In 2011, a proposal surfaced to build a multi-purpose 19,500-seat arena in Markham, Ontario, northeast of Toronto, that could be used for an NHL team. The C$300 million arena was proposed as part of a proposed entertainment complex. The company behind the proposal, GTA Sports and Entertainment, was headed by W. Graeme Roustan. Roustan, a Montreal-raised private equity investor whose firm Roustan Capital partnered with Kohlberg & Company and purchased Bauer from Nike, was also the chairman of Bauer. The proposed location for the arena was near the Unionville commuter train station on land owned by Rudy Bratty, chairman and CEO of Remington Group, an organization that is charged with the development of Markham's downtown. However, the GTA Sports and Entertainment Group did not file an application for expansion prior to the July 20, 2015 deadline in the most recent round of league expansion.

Saskatoon
Bill Hunter, the founder of the Edmonton Oilers, had an agreement to purchase the St. Louis Blues (then in a state of abandonment after its previous owner Ralston Purina walked away from the team) and move the team to Saskatoon as the Saskatoon Blues in the 1983–84 NHL season, with Don Cherry provisionally hired to be head coach; however, the NHL (which did not want to leave the St. Louis market) vetoed the sale. Faced with the prospects of either having to allow the sale or contract the franchise, the league found an owner (Harry Ornest) willing to keep the team in Missouri and, in an eleventh-hour deal, preserved the Blues in St. Louis, where they remain. Saskatoon again bid for a franchise during the league's early 1990s expansion, but the bid was considered a long-shot and was withdrawn before the league made its final decision.

A proposal from Ice Edge Holdings to purchase the Phoenix Coyotes would have moved a portion of the team's home games to Saskatoon in an effort to maintain the team's viability in its main home in Phoenix, similar to the former Bills Toronto Series arrangement in the National Football League; the group, had it bought the team, was ready to go forward and had leased Saskatoon's SaskTel Centre for five home games in the 2009–10 season. The group was believed to lack the funds to buy the team outright, but remained in contention as potential minority owner until May 2011, when it pulled out of negotiations. Some members of the Ice Edge group later joined the ownership group led by Canadian businessman George Gosbee who ultimately purchased the Coyotes and kept them in Arizona.

On Ice Management, an ownership group backed by auto racer, former Moncton Wildcats owner, and former professional hockey player John Graham, backed a long-shot bid to bring the NHL to Saskatoon. The Calgary Flames were scheduled to host the Ottawa Senators in Saskatoon, for a preseason game (sponsored by Graham) in September 2013; that game led to speculation that the city may host the Flames if the team's regular arena, Scotiabank Saddledome, which had been damaged in the 2013 Alberta floods, did not complete its repairs in time for the 2013–14 season.

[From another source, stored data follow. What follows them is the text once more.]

use std::net::SocketAddr;

use axum::{routing::get, Router};
use tower_http::{cors::CorsLayer, trace::TraceLayer};

use crate::state::AppState;
use crate::{auth, library};

pub fn build_app(state: AppState) -> Router {
    Router::new()
        .nest(
            "/api/v1",
            Router::new()
                .merge(auth::router())
                .merge(library::router())
                .route("/health", get(|| async { "ok" })),
        )
        .with_state(state)
        .layer(CorsLayer::permissive())
        .layer(
            TraceLayer::new_for_http()
                .make_span_with(|req: &axum::http::Request<_>| {
                    let method = req.method().clone();
                    let uri = req.uri().clone();
                    tracing::info_span!("http_request", %method, uri = %uri)
                })
                .on_response(
                    |res: &axum::http::Response<_>,
                     _latency: std::time::Duration,
                     span: &tracing::Span| {
                        let status = res.status();
                        span.record("status", tracing::field::display(status));
                        if status.is_server_error() {
                            tracing::error!(%status, "response");
                        } else {
                            tracing::info!(%status, "response");
                        }
                    },
                ),
        )
}

pub async fn serve(app: Router) -> anyhow::Result<()> {
    let addr: SocketAddr = format!(
        "{}:{}",
        std::env::var("APP_HOST").unwrap_or_else(|_| "0.0.0.0".into()),
        std::env::var("APP_PORT").unwrap_or_else(|_| "5000".into())
    )
    .parse()?;

    tracing::info!("listening on {}", addr);
    let listener = tokio::net::TcpListener::bind(addr).await?;
    axum::serve(listener, app).await?;
    Ok(())
}
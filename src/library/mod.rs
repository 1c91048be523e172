use crate::state::AppState;
use axum::Router;

pub mod dto;
pub mod handlers;
pub mod repo;

pub fn router() -> Router<AppState> {
    handlers::library_routes()
}
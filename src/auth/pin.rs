use rand::Rng;
use time::{Duration, OffsetDateTime};

use crate::auth::password;
use crate::error::ApiError;

/// Which of the two independent PIN workflows a challenge belongs to. Each
/// channel keeps its own hash/expiry pair on the user record.
#[derive(Debug, Clone, Copy, PartialEq, Eq)]
pub enum PinChannel {
    Verification,
    Reset,
}

/// A freshly generated challenge. The plaintext exists only long enough to be
/// emailed; everything persisted is the hash.
pub struct IssuedPin {
    pub plaintext: String,
    pub hash: String,
    pub expires_at: OffsetDateTime,
}

fn generate() -> String {
    // Uniform over the 6-digit space; uniqueness across users is not needed
    rand::thread_rng().gen_range(100_000..1_000_000).to_string()
}

pub fn issue(ttl_seconds: i64) -> anyhow::Result<IssuedPin> {
    let plaintext = generate();
    let hash = password::hash_secret(&plaintext)?;
    let expires_at = OffsetDateTime::now_utc() + Duration::seconds(ttl_seconds);
    Ok(IssuedPin {
        plaintext,
        hash,
        expires_at,
    })
}

/// Decide whether a submitted PIN is accepted against the stored challenge.
///
/// Expiry is checked before the hash comparison so an expired-but-correct PIN
/// is still rejected. A record with no pending challenge (hash or expiry
/// absent) fails with `InvalidPin` rather than erroring.
pub fn check(
    pin: &str,
    stored_hash: Option<&str>,
    expires_at: Option<OffsetDateTime>,
    now: OffsetDateTime,
) -> Result<(), ApiError> {
    match expires_at {
        Some(expiry) if now > expiry => return Err(ApiError::PinExpired),
        Some(_) => {}
        None => return Err(ApiError::InvalidPin),
    }
    let hash = stored_hash.ok_or(ApiError::InvalidPin)?;
    if password::verify_secret(pin, hash)? {
        Ok(())
    } else {
        Err(ApiError::InvalidPin)
    }
}

#[cfg(test)]
mod tests {
    use super::*;

    #[test]
    fn issued_pin_is_six_digits() {
        let issued = issue(120).expect("issue should succeed");
        assert_eq!(issued.plaintext.len(), 6);
        assert!(issued.plaintext.chars().all(|c| c.is_ascii_digit()));
        let n: u32 = issued.plaintext.parse().unwrap();
        assert!((100_000..1_000_000).contains(&n));
    }

    #[test]
    fn issued_pin_expires_after_ttl() {
        let before = OffsetDateTime::now_utc();
        let issued = issue(120).expect("issue should succeed");
        let after = OffsetDateTime::now_utc();
        assert!(issued.expires_at >= before + Duration::seconds(120));
        assert!(issued.expires_at <= after + Duration::seconds(120));
    }

    #[test]
    fn correct_pin_before_expiry_is_accepted() {
        let issued = issue(120).expect("issue should succeed");
        let now = OffsetDateTime::now_utc();
        check(
            &issued.plaintext,
            Some(issued.hash.as_str()),
            Some(issued.expires_at),
            now,
        )
        .expect("pin should be accepted");
    }

    #[test]
    fn wrong_pin_is_rejected() {
        let issued = issue(120).expect("issue should succeed");
        let wrong = if issued.plaintext == "100000" {
            "100001"
        } else {
            "100000"
        };
        let err = check(wrong, Some(issued.hash.as_str()), Some(issued.expires_at), OffsetDateTime::now_utc())
            .unwrap_err();
        assert!(matches!(err, ApiError::InvalidPin));
    }

    #[test]
    fn expired_but_correct_pin_is_rejected() {
        let issued = issue(120).expect("issue should succeed");
        let later = issued.expires_at + Duration::seconds(1);
        let err = check(
            &issued.plaintext,
            Some(issued.hash.as_str()),
            Some(issued.expires_at),
            later,
        )
        .unwrap_err();
        assert!(matches!(err, ApiError::PinExpired));
    }

    #[test]
    fn absent_challenge_is_rejected_not_an_error() {
        // A consumed or never-issued PIN leaves both fields null.
        let err = check("123456", None, None, OffsetDateTime::now_utc()).unwrap_err();
        assert!(matches!(err, ApiError::InvalidPin));
    }

    #[test]
    fn hash_without_expiry_is_rejected() {
        let issued = issue(120).expect("issue should succeed");
        let err = check(
            &issued.plaintext,
            Some(issued.hash.as_str()),
            None,
            OffsetDateTime::now_utc(),
        )
        .unwrap_err();
        assert!(matches!(err, ApiError::InvalidPin));
    }
}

In the end, repairs were completed on a compressed schedule, and the Saddledome reopened in September 2013. Although neither Graham nor any other bidder representing Saskatoon placed a bid in the expansion window, the city again hosted a neutral-site preseason game in 2015.

Expansion sites in the United States
Several cities in the United States have been mentioned in the media as possible future sites for new or relocated NHL teams. In December 2007, organizations from Kansas City, Las Vegas, Houston, and Seattle presented their proposals for a franchise to the NHL's executive committee.

Houston

Greater Houston is the largest market in terms of both city proper and metro population in the US or Canada without an NHL franchise; since 2016, Houston is also now the largest metropolitan area without a complete set of teams in the major professional sports leagues. The area ranks second in the nation with 22 based Fortune 500 companies, only behind New York City, which has 45.

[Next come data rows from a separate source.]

//! External client control: restart, URI launch, and shortcut
//! enumeration.
//!
//! The orchestrator only talks to the client through [`ClientControl`],
//! so front ends can substitute their own plumbing and tests never
//! spawn real processes.

use std::path::PathBuf;
use std::time::{Duration, Instant};

use async_trait::async_trait;
use tokio::process::Command;
use tracing::{debug, info, warn};

use crate::error::{ProvisionError, Result};

/// Operations the orchestrator needs from the external client.
#[async_trait]
pub trait ClientControl: Send + Sync {
    /// Terminate and relaunch the client, returning once the new
    /// instance is observable. The client only rereads its stores at
    /// startup, so every store mutation is followed by this.
    async fn restart(&self, exit_timeout: Duration) -> Result<()>;

    /// Fire-and-forget launch of a shortcut through the client's URI
    /// mechanism. Returns once the launcher process was spawned; the
    /// actual initialization continues asynchronously.
    async fn launch_uri(&self, run_game_id: u64) -> Result<()>;

    /// Enumerate non-Steam shortcuts as `(name, unsigned AppID)` pairs
    /// as the client itself reports them.
    async fn enumerate_shortcuts(&self) -> Result<Vec<(String, u32)>>;
}

/// Process-level client control for a locally installed Steam client.
#[derive(Debug, Clone)]
pub struct SteamProcessControl {
    /// Launcher command, `steam` unless the front end overrides it.
    pub launcher: PathBuf,
    /// Enumeration helper command (`protontricks`).
    pub enumerator: PathBuf,
}

impl Default for SteamProcessControl {
    fn default() -> Self {
        Self {
            launcher: PathBuf::from("steam"),
            enumerator: PathBuf::from("protontricks"),
        }
    }
}

impl SteamProcessControl {
    /// The helper process marking a live client instance.
    const HELPER_PATTERN: &'static str = "steamwebhelper";

    async fn client_running(&self) -> bool {
        match Command::new("pgrep")
            .args(["-f", Self::HELPER_PATTERN])
            .output()
            .await
        {
            Ok(output) => output.status.success(),
            Err(e) => {
                warn!("pgrep unavailable, assuming client is down: {e}");
                false
            }
        }
    }

    async fn wait_for_exit(&self, timeout: Duration) -> Result<()> {
        let start = Instant::now();
        while start.elapsed() < timeout {
            if !self.client_running().await {
                return Ok(());
            }
            tokio::time::sleep(Duration::from_millis(500)).await;
        }
        Err(ProvisionError::Timeout {
            operation: "client shutdown".into(),
            waited_secs: timeout.as_secs(),
        })
    }
}

#[async_trait]
impl ClientControl for SteamProcessControl {
    async fn restart(&self, exit_timeout: Duration) -> Result<()> {
        info!("restarting client via {}", self.launcher.display());

        if self.client_running().await {
            let shutdown = Command::new(&self.launcher)
                .arg("-shutdown")
                .output()
                .await
                .map_err(|e| ProvisionError::ExternalProcess {
                    command: format!("{} -shutdown", self.launcher.display()),
                    detail: e.to_string(),
                })?;
            if !shutdown.status.success() {
                debug!("shutdown command returned {}", shutdown.status);
            }
            self.wait_for_exit(exit_timeout).await?;
            debug!("client processes exited");
        }

        // The client must inherit the session environment to reach the
        // display; spawn detached and only verify it came up.
        let mut child = Command::new(&self.launcher)
            .stdout(std::process::Stdio::null())
            .stderr(std::process::Stdio::null())
            .spawn()
            .map_err(|e| ProvisionError::ExternalProcess {
                command: self.launcher.display().to_string(),
                detail: e.to_string(),
            })?;
        tokio::spawn(async move {
            let _ = child.wait().await;
        });

        let start = Instant::now();
        while start.elapsed() < exit_timeout {
            if self.client_running().await {
                info!("client is back up");
                return Ok(());
            }
            tokio::time::sleep(Duration::from_secs(1)).await;
        }
        Err(ProvisionError::ExternalProcess {
            command: self.launcher.display().to_string(),
            detail: format!(
                "client did not come back within {}s",
                exit_timeout.as_secs()
            ),
        })
    }

    async fn launch_uri(&self, run_game_id: u64) -> Result<()> {
        let uri = format!("steam://rungameid/{run_game_id}");
        debug!("launching {uri}");
        let mut child = Command::new(&self.launcher)
            .arg(&uri)
            .stdout(std::process::Stdio::null())
            .stderr(std::process::Stdio::null())
            .spawn()
            .map_err(|e| ProvisionError::ExternalProcess {
                command: format!("{} {uri}", self.launcher.display()),
                detail: e.to_string(),
            })?;
        // the launcher exits quickly; reap it off the session's path
        tokio::spawn(async move {
            let _ = child.wait().await;
        });
        Ok(())
    }

    async fn enumerate_shortcuts(&self) -> Result<Vec<(String, u32)>> {
        let output = Command::new(&self.enumerator)
            .arg("-l")
            .output()
            .await
            .map_err(|e| ProvisionError::ExternalProcess {
                command: format!("{} -l", self.enumerator.display()),
                detail: e.to_string(),
            })?;
        if !output.status.success() {
            return Err(ProvisionError::ExternalProcess {
                command: format!("{} -l", self.enumerator.display()),
                detail: String::from_utf8_lossy(&output.stderr).trim().to_string(),
            });
        }
        Ok(parse_shortcut_listing(&String::from_utf8_lossy(
            &output.stdout,
        )))
    }
}

/// Parse enumeration output lines of the form
/// `Non-Steam shortcut: <name> (<unsigned id>)`.
fn parse_shortcut_listing(stdout: &str) -> Vec<(String, u32)> {
    stdout
        .lines()
        .filter_map(|line| {
            let rest = line.split("Non-Steam shortcut:").nth(1)?.trim();
            let open = rest.rfind('(')?;
            let close = rest.rfind(')')?;
            let id = rest.get(open + 1..close)?.parse().ok()?;
            let name = rest[..open].trim().to_string();
            Some((name, id))
        })
        .collect()
}

#[cfg(test)]
mod tests {
    use super::*;
    use pretty_assertions::assert_eq;

    #[test]
    fn parses_enumeration_lines() {
        let stdout = "\
Found the following games:
Non-Steam shortcut: Tuxborn (3106560878)
Non-Steam shortcut: Wildlander (2814533851)
Some other line
";
        let parsed = parse_shortcut_listing(stdout);
        assert_eq!(
            parsed,
            vec![
                ("Tuxborn".to_string(), 3_106_560_878),
                ("Wildlander".to_string(), 2_814_533_851),
            ]
        );
    }

    #[test]
    fn names_with_parentheses_parse_from_the_right() {
        let stdout = "Non-Steam shortcut: Skyrim (AE) Modded (123456)\n";
        let parsed = parse_shortcut_listing(stdout);
        assert_eq!(parsed, vec![("Skyrim (AE) Modded".to_string(), 123_456)]);
    }

    #[test]
    fn malformed_lines_are_ignored() {
        let stdout = "Non-Steam shortcut: Broken (notanumber)\nNon-Steam shortcut: NoId\n";
        assert!(parse_shortcut_listing(stdout).is_empty());
    }
}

Professional ice hockey dates back to 1946 in Houston with the establishment of the Houston Skippers. This was followed by the Houston Apollos, the Houston Aeros of the WHA and the Houston Aeros of the AHL. The WHA Houston Aeros were an original member of the World Hockey Association. From 1972 to 1978, the Aeros twice won the AVCO World Trophy and featured the first father/son combination to play together in professional hockey, Gordie Howe and his two sons Mark and Marty. The Aeros, despite being a successful franchise, were left out of the NHL–WHA merger and were forced to fold in 1978. Another team also named the Aeros, of the American Hockey League (AHL), played at The Summit (renamed the Compaq Center in 1998 and converted to a megachurch after the Aeros' departure), and moved to the Toyota Center in 2003; the Aeros were unable to negotiate a lease extension, leading to the team's departure from Houston in 2013.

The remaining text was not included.